┌─ Data shown
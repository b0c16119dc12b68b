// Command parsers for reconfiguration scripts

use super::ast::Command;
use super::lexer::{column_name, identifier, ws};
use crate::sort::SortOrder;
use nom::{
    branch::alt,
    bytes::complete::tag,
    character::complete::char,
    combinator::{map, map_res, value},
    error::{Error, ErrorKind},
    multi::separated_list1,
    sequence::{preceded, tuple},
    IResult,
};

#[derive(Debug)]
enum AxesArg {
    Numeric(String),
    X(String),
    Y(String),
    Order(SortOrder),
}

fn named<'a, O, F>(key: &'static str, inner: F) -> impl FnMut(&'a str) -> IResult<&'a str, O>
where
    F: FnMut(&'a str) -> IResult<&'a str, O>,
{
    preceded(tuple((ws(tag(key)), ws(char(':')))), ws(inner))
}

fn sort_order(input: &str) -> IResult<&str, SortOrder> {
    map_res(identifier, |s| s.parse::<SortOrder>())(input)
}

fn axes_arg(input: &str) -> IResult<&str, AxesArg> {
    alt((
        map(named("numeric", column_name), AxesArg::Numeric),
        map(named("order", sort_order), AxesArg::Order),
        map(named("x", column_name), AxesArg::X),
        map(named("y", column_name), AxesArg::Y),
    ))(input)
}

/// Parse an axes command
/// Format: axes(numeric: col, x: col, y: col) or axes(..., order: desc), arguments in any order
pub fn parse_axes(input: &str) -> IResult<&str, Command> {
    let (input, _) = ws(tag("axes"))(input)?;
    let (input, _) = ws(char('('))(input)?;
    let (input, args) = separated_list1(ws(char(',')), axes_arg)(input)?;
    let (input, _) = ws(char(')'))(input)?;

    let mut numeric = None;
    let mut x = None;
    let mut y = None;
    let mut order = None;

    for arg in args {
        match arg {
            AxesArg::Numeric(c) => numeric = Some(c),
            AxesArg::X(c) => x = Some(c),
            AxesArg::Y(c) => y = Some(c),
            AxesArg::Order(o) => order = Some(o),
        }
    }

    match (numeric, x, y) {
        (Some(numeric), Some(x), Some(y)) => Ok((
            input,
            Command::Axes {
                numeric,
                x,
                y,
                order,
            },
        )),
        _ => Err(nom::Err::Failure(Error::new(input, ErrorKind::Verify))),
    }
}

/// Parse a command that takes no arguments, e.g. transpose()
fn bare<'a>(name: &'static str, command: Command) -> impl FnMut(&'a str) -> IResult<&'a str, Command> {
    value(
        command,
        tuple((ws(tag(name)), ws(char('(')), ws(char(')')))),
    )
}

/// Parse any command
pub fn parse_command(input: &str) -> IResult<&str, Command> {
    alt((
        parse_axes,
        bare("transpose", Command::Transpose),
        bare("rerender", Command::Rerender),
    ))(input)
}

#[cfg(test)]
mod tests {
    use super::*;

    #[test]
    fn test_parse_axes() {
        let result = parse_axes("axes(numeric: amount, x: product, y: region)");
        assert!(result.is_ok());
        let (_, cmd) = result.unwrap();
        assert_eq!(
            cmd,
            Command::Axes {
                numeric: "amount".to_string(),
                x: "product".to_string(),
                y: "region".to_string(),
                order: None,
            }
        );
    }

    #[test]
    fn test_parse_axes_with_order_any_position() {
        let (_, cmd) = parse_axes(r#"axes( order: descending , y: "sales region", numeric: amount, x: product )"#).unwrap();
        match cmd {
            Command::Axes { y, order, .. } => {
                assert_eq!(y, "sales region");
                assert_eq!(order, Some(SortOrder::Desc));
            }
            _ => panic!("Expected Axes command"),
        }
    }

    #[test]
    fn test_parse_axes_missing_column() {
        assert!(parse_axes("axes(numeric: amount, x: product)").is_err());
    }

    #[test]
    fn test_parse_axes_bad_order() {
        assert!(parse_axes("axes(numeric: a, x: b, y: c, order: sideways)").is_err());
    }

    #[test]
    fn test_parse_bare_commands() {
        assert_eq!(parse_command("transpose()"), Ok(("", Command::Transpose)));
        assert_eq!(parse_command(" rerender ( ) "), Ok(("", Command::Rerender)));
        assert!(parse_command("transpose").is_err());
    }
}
└─
Task
Retype each record above so that every word stays exactly the same.

Solution for this problem
repository b0c16119dc12b68b
// Command parsers for reconfiguration scripts

use super::ast::Command;
use super::lexer::{column_name, identifier, ws};
use crate::sort::SortOrder;
use nom::{
    branch::alt,
    bytes::complete::tag,
    character::complete::char,
    combinator::{map, map_res, value},
    error::{Error, ErrorKind},
    multi::separated_list1,
    sequence::{preceded, tuple},
    IResult,
};

#[derive(Debug)]
enum AxesArg {
    Numeric(String),
    X(String),
    Y(String),
    Order(SortOrder),
}

fn named<'a, O, F>(key: &'static str, inner: F) -> impl FnMut(&'a str) -> IResult<&'a str, O>
where
    F: FnMut(&'a str) -> IResult<&'a str, O>,
{
    preceded(tuple((ws(tag(key)), ws(char(':')))), ws(inner))
}

fn sort_order(input: &str) -> IResult<&str, SortOrder> {
    map_res(identifier, |s| s.parse::<SortOrder>())(input)
}

fn axes_arg(input: &str) -> IResult<&str, AxesArg> {
    alt((
        map(named("numeric", column_name), AxesArg::Numeric),
        map(named("order", sort_order), AxesArg::Order),
        map(named("x", column_name), AxesArg::X),
        map(named("y", column_name), AxesArg::Y),
    ))(input)
}

/// Parse an axes command
/// Format: axes(numeric: col, x: col, y: col) or axes(..., order: desc), arguments in any order
pub fn parse_axes(input: &str) -> IResult<&str, Command> {
    let (input, _) = ws(tag("axes"))(input)?;
    let (input, _) = ws(char('('))(input)?;
    let (input, args) = separated_list1(ws(char(',')), axes_arg)(input)?;
    let (input, _) = ws(char(')'))(input)?;

    let mut numeric = None;
    let mut x = None;
    let mut y = None;
    let mut order = None;

    for arg in args {
        match arg {
            AxesArg::Numeric(c) => numeric = Some(c),
            AxesArg::X(c) => x = Some(c),
            AxesArg::Y(c) => y = Some(c),
            AxesArg::Order(o) => order = Some(o),
        }
    }

    match (numeric, x, y) {
        (Some(numeric), Some(x), Some(y)) => Ok((
            input,
            Command::Axes {
                numeric,
                x,
                y,
                order,
            },
        )),
        _ => Err(nom::Err::Failure(Error::new(input, ErrorKind::Verify))),
    }
}

/// Parse a command that takes no arguments, e.g. transpose()
fn bare<'a>(name: &'static str, command: Command) -> impl FnMut(&'a str) -> IResult<&'a str, Command> {
    value(
        command,
        tuple((ws(tag(name)), ws(char('(')), ws(char(')')))),
    )
}

/// Parse any command
pub fn parse_command(input: &str) -> IResult<&str, Command> {
    alt((
        parse_axes,
        bare("transpose", Command::Transpose),
        bare("rerender", Command::Rerender),
    ))(input)
}

#[cfg(test)]
mod tests {
    use super::*;

    #[test]
    fn test_parse_axes() {
        let result = parse_axes("axes(numeric: amount, x: product, y: region)");
        assert!(result.is_ok());
        let (_, cmd) = result.unwrap();
        assert_eq!(
            cmd,
            Command::Axes {
                numeric: "amount".to_string(),
                x: "product".to_string(),
                y: "region".to_string(),
                order: None,
            }
        );
    }

    #[test]
    fn test_parse_axes_with_order_any_position() {
        let (_, cmd) = parse_axes(r#"axes( order: descending , y: "sales region", numeric: amount, x: product )"#).unwrap();
        match cmd {
            Command::Axes { y, order, .. } => {
                assert_eq!(y, "sales region");
                assert_eq!(order, Some(SortOrder::Desc));
            }
            _ => panic!("Expected Axes command"),
        }
    }

    #[test]
    fn test_parse_axes_missing_column() {
        assert!(parse_axes("axes(numeric: amount, x: product)").is_err());
    }

    #[test]
    fn test_parse_axes_bad_order() {
        assert!(parse_axes("axes(numeric: a, x: b, y: c, order: sideways)").is_err());
    }

    #[test]
    fn test_parse_bare_commands() {
        assert_eq!(parse_command("transpose()"), Ok(("", Command::Transpose)));
        assert_eq!(parse_command(" rerender ( ) "), Ok(("", Command::Rerender)));
        assert!(parse_command("transpose").is_err());
    }
}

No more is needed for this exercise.